Palin got poor marks from voters when asked if she looked vice presidential or whether she had a good understanding of the issues -- only 39 percent of the undecided voters thought she looked vice presidential. Nearly two-thirds of those surveyed thought Biden would be a better commander-in-chief.

But Palin did well when people were asked who would do a better job bringing change to Washington. Palin, they found, 58 percent to 42 percent. And roughly two-thirds said they like her, and some 53 percent found her believable. That's a significant number in a debate watched by an estimated 69.9 million viewers -- more than the previous presidential debate.

"I like Palin," said one of the people surveyed in the Ipsos/McClatchy poll, Democrat Greg Brantley, 47, of Irving, Texas.

"She's very outgoing, she's real friendly, she seems to know what she's talking about," said Brantley, who thinks he'll vote for McCain. "She just seems like an average person you could walk down the street and pick up a conversation with her."

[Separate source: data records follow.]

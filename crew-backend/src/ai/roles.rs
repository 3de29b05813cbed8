//! Role definitions, prompt templates and the role agent
//!
//! Every role has a fixed instruction template with a single `{input}`
//! placeholder and a backend configuration (model + endpoint). Templates can
//! be overridden from `roles.ron` in the config directory:
//!
//! ```ron
//! {
//!     "Developer": (model: Some("codellama")),
//!     "QA": (template: Some("You are QA...\nUser question: {input}")),
//! }
//! ```

use crate::ai::TextGenerator;
use serde::{Deserialize, Serialize};
use std::collections::HashMap;
use std::path::Path;
use std::sync::Arc;
use strum::{AsRefStr, Display, EnumIter, IntoEnumIterator};

/// Placeholder replaced by the user text in every template
pub const INPUT_PLACEHOLDER: &str = "{input}";

/// The fixed set of roles
#[derive(
    Debug, Clone, Copy, PartialEq, Eq, Hash, Serialize, Deserialize, Display, EnumIter, AsRefStr,
)]
pub enum RoleKey {
    ProductOwner,
    Developer,
    #[strum(serialize = "QA")]
    #[serde(rename = "QA")]
    Qa,
    DevOps,
}

impl RoleKey {
    /// Parse a display name or a common alias, case-insensitively
    pub fn from_name(s: &str) -> Option<Self> {
        match s.trim().to_lowercase().as_str() {
            "productowner" | "product_owner" | "product-owner" | "po" => Some(RoleKey::ProductOwner),
            "developer" | "dev" => Some(RoleKey::Developer),
            "qa" => Some(RoleKey::Qa),
            "devops" | "dev_ops" => Some(RoleKey::DevOps),
            _ => None,
        }
    }

    /// The coordinating role whose output may contain directives
    pub fn is_lead(&self) -> bool {
        matches!(self, RoleKey::ProductOwner)
    }

    /// Roles the coordinator may dispatch to
    pub fn dispatchable() -> [RoleKey; 3] {
        [RoleKey::Developer, RoleKey::Qa, RoleKey::DevOps]
    }
}

/// Immutable per-role configuration
#[derive(Debug, Clone, PartialEq, Eq)]
pub struct RoleProfile {
    pub key: RoleKey,
    pub template: String,
    pub model: String,
    pub endpoint: String,
}

impl RoleProfile {
    /// Substitute the user text into the template
    pub fn render_prompt(&self, input: &str) -> String {
        self.template.replace(INPUT_PLACEHOLDER, input)
    }
}

fn default_template(key: RoleKey) -> &'static str {
    match key {
        RoleKey::ProductOwner => concat!(
            "You are the Product Owner. You manage the backlog and the requirements.\n",
            "If you need to create a task, use TaskManagerTool('Title|Desc').\n\n",
            "If Developer/QA/DevOps should do something, write it in this format:\n",
            "Developer: \"instruction\"\n",
            "QA: \"instruction\"\n",
            "DevOps: \"instruction\"\n\n",
            "User question: {input}"
        ),
        RoleKey::Developer => concat!(
            "You are a Developer. You implement features.\n",
            "You can use TaskManagerTool('Title|Description') to create tasks.\n",
            "Use ListTasks() to see them.\n",
            "To CREATE OR MODIFY code files, use WriteFileTool('file.java|<content>').\n\n",
            "User question: {input}"
        ),
        RoleKey::Qa => concat!(
            "You are QA. You run tests and report bugs.\n",
            "Use TaskManagerTool('Bug|description') for bugs.\n",
            "Use ListTasks() to see tasks.\n\n",
            "User question: {input}"
        ),
        RoleKey::DevOps => concat!(
            "You are DevOps. You handle CI/CD and deployments.\n",
            "Use TaskManagerTool('Infra|desc') for infrastructure tasks.\n",
            "Use ListTasks() to list them.\n\n",
            "User question: {input}"
        ),
    }
}

/// Per-role override read from `roles.ron`
#[derive(Debug, Clone, Default, Deserialize)]
struct RoleOverride {
    #[serde(default)]
    template: Option<String>,
    #[serde(default)]
    model: Option<String>,
    #[serde(default)]
    endpoint: Option<String>,
}

/// Profiles for all four roles; lookups are total
#[derive(Debug, Clone)]
pub struct RoleCatalog {
    profiles: HashMap<RoleKey, RoleProfile>,
}

impl RoleCatalog {
    /// Built-in templates, all roles on the same model and endpoint
    pub fn defaults(model: &str, endpoint: &str) -> Self {
        let profiles = RoleKey::iter()
            .map(|key| {
                (
                    key,
                    RoleProfile {
                        key,
                        template: default_template(key).to_string(),
                        model: model.to_string(),
                        endpoint: endpoint.to_string(),
                    },
                )
            })
            .collect();
        Self { profiles }
    }

    /// Defaults plus overrides from `<config_dir>/roles.ron` when present
    pub fn load(config_dir: &Path, model: &str, endpoint: &str) -> Self {
        let mut catalog = Self::defaults(model, endpoint);
        let roles_path = config_dir.join("roles.ron");

        if !roles_path.exists() {
            log::info!("[roles] No role overrides at {:?}, using defaults", roles_path);
            return catalog;
        }

        match std::fs::read_to_string(&roles_path) {
            Ok(content) => match catalog.apply_overrides(&content) {
                Ok(count) => {
                    log::info!("[roles] Loaded {} role overrides from {:?}", count, roles_path)
                }
                Err(e) => log::error!("[roles] Failed to parse role overrides: {}", e),
            },
            Err(e) => log::error!("[roles] Failed to read role overrides file: {}", e),
        }

        catalog
    }

    /// Apply RON overrides; returns how many roles were changed
    fn apply_overrides(&mut self, content: &str) -> Result<usize, String> {
        let overrides: HashMap<String, RoleOverride> =
            ron::from_str(content).map_err(|e| e.to_string())?;

        let mut applied = 0;
        for (name, role_override) in overrides {
            let Some(key) = RoleKey::from_name(&name) else {
                log::warn!("[roles] Ignoring override for unknown role '{}'", name);
                continue;
            };
            let Some(profile) = self.profiles.get_mut(&key) else {
                continue;
            };

            if let Some(template) = role_override.template {
                if !template.contains(INPUT_PLACEHOLDER) {
                    log::warn!(
                        "[roles] Template for {} has no {} placeholder; user text will not be included",
                        key,
                        INPUT_PLACEHOLDER
                    );
                }
                profile.template = template;
            }
            if let Some(model) = role_override.model {
                profile.model = model;
            }
            if let Some(endpoint) = role_override.endpoint {
                profile.endpoint = endpoint;
            }
            applied += 1;
        }
        Ok(applied)
    }

    pub fn get(&self, key: RoleKey) -> &RoleProfile {
        // Every key is inserted by `defaults`
        &self.profiles[&key]
    }
}

/// The agent's reply tagged with the role that produced it
#[derive(Debug, Clone, PartialEq, Eq)]
pub struct AgentReply {
    pub role: RoleKey,
    pub text: String,
}

/// A role bound to its template and the text-generation backend
#[derive(Clone)]
pub struct RoleAgent {
    profile: RoleProfile,
    generator: Arc<dyn TextGenerator>,
}

impl RoleAgent {
    pub fn new(profile: RoleProfile, generator: Arc<dyn TextGenerator>) -> Self {
        Self { profile, generator }
    }

    pub fn role(&self) -> RoleKey {
        self.profile.key
    }

    /// One backend call with the user text substituted into the template.
    /// Backend errors are returned as-is; there are no retries.
    pub async fn respond(&self, user_text: &str) -> Result<AgentReply, String> {
        let prompt = self.profile.render_prompt(user_text);
        log::info!("[AGENT] {} responding ({} input chars)", self.profile.key, user_text.len());

        let text = self
            .generator
            .generate(&prompt, &self.profile.model, &self.profile.endpoint)
            .await
            .map_err(|e| {
                log::error!("[AGENT] {} backend failure: {}", self.profile.key, e);
                e
            })?;

        Ok(AgentReply {
            role: self.profile.key,
            text,
        })
    }
}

Although the most significant findings in the poll are about which direction undecided voters are leaning, there might be something to be learned from Palin's overwhelmingly positive likeability numbers, Young said. It may be that in tough economic times, voters yearn for a candidate who feels their pain.

"We don't we have a 'great communicator' this year, like Ronald Reagan or Bill Clinton," Young said.

Voter Judy Williams of Caliente, Calif., agreed, saying she liked how both vice presidential candidates seemed "sincere and very sympathetic."

"I think we really need someone who can see what us middle classers are going through and taking up our cause," she said

Williams also said that Palin exceeded her expectations during the debate and is leaning toward voting for McCain, but she likes Biden so much that if he were on the top of the ticket, she would vote for him for president. She was especially moved when Biden choked up while speaking about the loss of his first wife in a car crash.

"I was very touched by it," she said. "I could definitely sympathize."

But how much does the vice presidential debate matter? Marcee Dellinger, 29, of Yakima, Wash., said she didn't find the vice presidential debate "a persuasive factor" in making a decision. Still undecided, she said she was hoping the next debate between the presidential candidates would give her the information she needs to make up her mind.

"I hope anyway," she said. "I probably lean more toward Republicans, but if I had to vote today I have to say I wouldn't be comfortable 100 percent."